17

FOR THE REST OF THE WEEK, I couldn’t sleep. Friday came, and with it rumors of a massive house party in Wildwood, but I didn’t much feel like partying. I stayed home and watched Teen Mom 2, then climbed into bed and opened up A Farewell to Arms. When I turned to the first chapter, a little slip of paper fluttered out from between the pages. I picked it up and my heart quickened. Tino had written his name in neat black letters, and beneath it, his phone number. Grinning like an idiot, I programmed the number into my phone, just in case I ever worked up the nerve to actually call him. Then I picked up the book and began to read. As far as I could tell, it was just a lot of descriptions about rocks and trees and rivers and troops. There were soldiers drinking and talking about things I didn’t understand. There was no mention of Catherine Barkley. I wanted to text Tino and ask, Does it get better? But of course I didn’t have the guts. I gave up at the end of the second chapter and went to sleep. I slept for ten hours, but in the morning when my alarm went off and I dragged myself out of bed to get ready for work, I still felt exhausted. When I got to the deli, I made myself a piece of warm buttered bread with plum jam, my favorite, but could barely eat two bites. My stomach was in knots. My head pounded. My legs shook. I knew what it was: My guilt about Alexis’s violin was starting to make me physically sick.

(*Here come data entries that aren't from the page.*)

impl<F> RepositoryAggregator<F>
where
    F: SourceFetcher,
{
    pub fn new(fetcher: F, api_base: &str, commit_limit: u32) -> Self {
        Self {
            fetcher,
            api_base: api_base.trim_end_matches('/').to_string(),
            commit_limit: commit_limit.max(1),
        }
    }

    fn repo_endpoint(&self, info: &RepoInfo) -> String {
        format!(
            "{}/repos/{}/{}",
            self.api_base,
            urlencoding::encode(&info.owner),
            urlencoding::encode(&info.repo)
        )
    }

    async fn get_json<T: DeserializeOwned>(&self, url: &str) -> Result<T, SyncError> {
        let doc = self.fetcher.fetch(url, SourceKind::GitHubRepo).await?;
        Ok(decode(&doc)?)
    }

    async fn get_contributors(&self, url: &str) -> Result<Vec<ContributorDto>, SyncError> {
        let doc = self.fetcher.fetch(url, SourceKind::GitHubRepo).await?;
        // Empty repositories answer 204 with no body.
        if doc.status == 204 || doc.body.trim().is_empty() {
            return Ok(Vec::new());
        }
        Ok(decode(&doc)?)
    }

    async fn get_readme(&self, url: &str) -> Result<Option<String>, FetchError> {
        let doc = self.fetcher.fetch(url, SourceKind::GitHubRaw).await?;
        Ok(Some(doc.body).filter(|text| !text.trim().is_empty()))
    }

    /// Fetch and join everything known about the repository at `repo_url`.
    ///
    /// # Errors
    ///
    /// Only [`ConfigError::InvalidRepoUrl`], raised before any request.
    /// Sub-fetch failures are reported through [`Aggregation::warnings`].
    #[instrument(level = "info", skip(self))]
    pub async fn aggregate(&self, repo_url: &str) -> Result<Aggregation, ConfigError> {
        let info = extract_repo_info(repo_url)?;
        let base = self.repo_endpoint(&info);
        let contributors_url = format!("{base}/contributors");
        let languages_url = format!("{base}/languages");
        let readme_url = format!("{base}/readme");
        let commits_url = format!("{base}/commits?per_page={}", self.commit_limit);

        let (repo, contributors, languages, readme, commits) = tokio::join!(
            self.get_json::<RepoDto>(&base),
            self.get_contributors(&contributors_url),
            self.get_json::<BTreeMap<String, u64>>(&languages_url),
            self.get_readme(&readme_url),
            self.get_json::<Vec<CommitDto>>(&commits_url),
        );

        let mut warnings = Vec::new();
        let mut note = |sub_fetch: SubFetch, reason: String| {
            warn!(%sub_fetch, %reason, "Sub-fetch failed; leaving defaults");
            warnings.push(PartialAggregationWarning { sub_fetch, reason });
        };

        let mut snapshot = RepositorySnapshot {
            owner: info.owner.clone(),
            repo: info.repo.clone(),
            name: info.repo.clone(),
            html_url: format_repo_url(&info),
            ..RepositorySnapshot::default()
        };

        match repo {
            Ok(dto) => {
                snapshot.name = dto.name;
                snapshot.description = dto.description.filter(|d| !d.trim().is_empty());
                snapshot.html_url = dto.html_url;
                snapshot.homepage_url = dto.homepage.filter(|h| !h.trim().is_empty());
                snapshot.star_count = dto.stargazers_count;
                snapshot.fork_count = dto.forks_count;
                snapshot.watcher_count = dto.watchers_count;
                snapshot.open_issue_count = dto.open_issues_count;
                snapshot.license_id = dto
                    .license
                    .and_then(|l| l.spdx_id)
                    .filter(|id| !id.is_empty() && id != "NOASSERTION");
                snapshot.topics = dto.topics;
                snapshot.is_private = dto.private;
                snapshot.is_archived = dto.archived;
                snapshot.created_at = dto.created_at;
                snapshot.updated_at = dto.updated_at;
            }
            Err(e) => note(SubFetch::Info, e.to_string()),
        }

        match contributors {
            Ok(list) => {
                snapshot.contributors = list
                    .into_iter()
                    .map(|c| Contributor {
                        username: c.login,
                        avatar_url: c.avatar_url,
                        profile_url: c.html_url,
                        contribution_count: c.contributions,
                    })
                    .collect();
            }
            Err(e) => note(SubFetch::Contributors, e.to_string()),
        }

        match languages {
            Ok(histogram) => snapshot.language_histogram = histogram,
            Err(e) => note(SubFetch::Languages, e.to_string()),
        }

        match readme {
            Ok(text) => snapshot.readme_text = text,
            Err(FetchError::HttpStatus { status: 404, .. }) => {
                note(SubFetch::Readme, "repository has no README".to_string())
            }
            Err(e) => note(SubFetch::Readme, e.to_string()),
        }

        match commits {
            Ok(list) => {
                snapshot.recent_commits = list
                    .into_iter()
                    .map(|c| {
                        let (author_name, committed_at) = c
                            .commit
                            .author
                            .map(|a| (a.name, a.date))
                            .unwrap_or_default();
                        CommitSummary {
                            sha: c.sha,
                            message: c.commit.message.lines().next().unwrap_or("").to_string(),
                            author_name,
                            committed_at,
                            html_url: c.html_url,
                        }
                    })
                    .collect();
            }
            Err(e) => note(SubFetch::Commits, e.to_string()),
        }

        info!(
            repo = %info.natural_key(),
            contributors = snapshot.contributors.len(),
            languages = snapshot.language_histogram.len(),
            commits = snapshot.recent_commits.len(),
            failed_sub_fetches = warnings.len(),
            "Aggregated repository"
        );
        Ok(Aggregation { snapshot, warnings })
    }

    /// Web URLs of every repository visible to the token's user, most
    /// recently updated first.
    #[instrument(level = "info", skip(self))]
    pub async fn list_user_repositories(&self) -> Result<Vec<String>, SyncError> {
        let mut urls = Vec::new();
        for page in 1..=USER_REPOS_MAX_PAGES {
            let url = format!(
                "{}/user/repos?sort=updated&per_page={}&page={}",
                self.api_base, USER_REPOS_PAGE_SIZE, page
            );
            let repos: Vec<UserRepoDto> = self.get_json(&url).await?;
            let count = repos.len();
            urls.extend(repos.into_iter().map(|r| r.html_url));
            debug!(page, count, "Listed user repositories");
            if count < USER_REPOS_PAGE_SIZE {
                break;
            }
        }
        info!(count = urls.len(), "Listed user repositories");
        Ok(urls)
    }
}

At the end of my shift, I climbed into Red Rocket, drove to the bank, and deposited my paycheck into my college savings account as I always did on payday. I got back into the car, turned on the ignition, and sat there for a minute staring at the flashing neon sign for the Vape Emporium next to the bank. It was a gray day and the sky was clogged with heavy, inert clouds, the kind that threaten rain but never deliver. The faces of the people walking down the street were washed out and exhausted, everybody dreaming of summer.

I turned off the ignition. With a determined sigh, I climbed back out of Red Rocket, retraced my steps across the parking lot, into the bank, and back up to the teller’s counter.

“Did you forget something, ma’am?”

“Yes,” I said. “I’d like to make a withdrawal.” I filled out the withdrawal slip and slid it across the counter. The teller looked at the number, raised an eyebrow, and opened her drawer. She counted out the bills in hundreds and fifties, put them in an envelope, and handed it to me.

“Would you like our security guard to escort you out to your car?” she asked. “That’s a lot of money to be carrying around with you.”

“No, thanks,” I said, suddenly unable to control a smile. “I got this.”

I sat in front of Alexis’s house with the car running and the fog steaming up the front windshield. It had been a long time since I’d been to that yellow brick bungalow on Menard Avenue, but everything was exactly as I remembered: the sour cherry tree in the middle of the front lawn, whose inedible fruit we had once picked and smashed into a red paint that we smeared into our palms because we wanted to make a blood oath of eternal friendship but were too scared to cut ourselves and draw real blood. I remembered the line of ferns that waved in the wind beneath her front window. When we played cops and robbers—I was always the cop, so I could be like my dad, and she was always the robber because it was the only role left—the ferns were always the place she hid, and when I asked her once why she didn’t hide somewhere new she said, “Because I always want you to be able to find me.”

I was hoping for some sort of sign that would make me change my mind. After all, what I was about to do was stupid and foolish and completely illogical. But as I sat in Red Rocket in front of Alexis’s house, these flooding memories only made me more determined. At last, I took the envelope containing $3,304.75—my entire college savings—and in careful block lettering so she wouldn’t recognize the handwriting, I wrote: ALEXIS NICHOLS VIOLIN FUND across the flap. Then, leaving the car running, I pulled my hood around my face, hurried up the walkway to her front door, dropped it in her mail slot and drove away before anyone could see me.